Marie Caroselli-Karinia (1985) reports there are much higher rates of
prescription drug use by the older adult. Karinia reports that although people over the age of 65 represent 11% of
the population, they are taking 25% of all prescribed medications. (Karinia, 1985). These numbers alone should call
attention to the increased risk of misuse by this population. As the elderly patient ages there are major
alterations in the environment and in relationships which make the individual more vulnerable to using drugs as a
means of coping. Karinia reported three patterns of abuse and misuse to include: (1) overuse resulting in over
dosage or an excessive level of medication in the bloodstream, (2) underuse as a result of the elderly forgetting
to take their prescription medications and (3) the erratic use of medication which incorporates both underuse and
overuse such as forgetting to take one dose and the next day taking a double dose. The most commonly abused drugs
are those classified as the psychotherapeutics, such as sedatives and hypnotics. The literature also reports that
physicians who care for aging clients may feel obligated to offer a cure to those who have frequent office visits
for those problems which do not seem clearly defined or to have a definitive cure. Providing medications to these
patients may appear to satisfy them in the short term, but little attention is paid to the fact that the prescribed
medication, particularly a benzodiazepine, could possibly be harmful to them in the long term. The potential for
drug abuse may be further increased in those elderly patients who may be otherwise compromised by marginal levels
of mental compensation (Caroselli-Karinia, 1985).
Many health care professionals have failed to recognize actual or potential
substance abuse concerns in the older adult female. This could be the result of a lack of education related to the
incidence and/or clinical manifestations, a lack of training and even biases related to the presentation of the
problem in the older adult woman. It should be standard practice in acute care settings to evaluate an elderly
client’s condition for the possibility that the clinical presentation could be drug induced or drug influenced.

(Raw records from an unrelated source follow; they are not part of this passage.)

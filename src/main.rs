use clap::{Parser, Subcommand};
use postquill::error::Result;

mod cli;

#[derive(Parser)]
#[command(name = "postquill")]
#[command(version = "0.1.0")]
#[command(about = "Turn Postgres tables into GraphQL APIs", long_about = None)]
struct Cli {
    #[command(subcommand)]
    command: Commands,
}

#[derive(Subcommand)]
enum Commands {
    /// Generate a starter configuration
    Init {
        /// Database connection URL to embed in the configuration
        #[arg(long)]
        database_url: Option<String>,

        /// Output config file path (if not specified, outputs to stdout)
        #[arg(long)]
        output: Option<String>,
    },

    /// Start GraphQL server
    Serve {
        /// Config file path
        #[arg(long, default_value = "postquill.toml")]
        config: String,

        /// Server port (overrides the config file and the PORT environment variable)
        #[arg(long)]
        port: Option<u16>,
    },

    /// Write the schema SDL without starting the server
    ExportSchema {
        /// Config file path
        #[arg(long, default_value = "postquill.toml")]
        config: String,

        /// Output path (defaults to graphql.export_schema_path from the config)
        #[arg(long)]
        output: Option<String>,
    },
}

#[tokio::main]
async fn main() -> Result<()> {
    // Initialize tracing
    tracing_subscriber::fmt()
        .with_env_filter(
            tracing_subscriber::EnvFilter::from_default_env()
                .add_directive(tracing::Level::INFO.into()),
        )
        .init();

    let cli = Cli::parse();

    match cli.command {
        Commands::Init {
            database_url,
            output,
        } => {
            cli::init::run(database_url, output).await?;
        }
        Commands::Serve { config, port } => {
            cli::serve::run(config, port).await?;
        }
        Commands::ExportSchema { config, output } => {
            cli::export::run(config, output).await?;
        }
    }

    Ok(())
}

Health care professionals should teach the patient the risks associated with the long term use of benzodiazepines,
the effects of combining alcohol with any prescription or over the counter medications and the possibility of
dependence or reliance on certain medications when used for coping or for stress relief. The elderly should be
educated that medication should only be used when absolutely necessary and they should be encouraged to
periodically review all prescription medications and over the counter medications with their primary health care
providers (Caroselli-Karinia, 1985).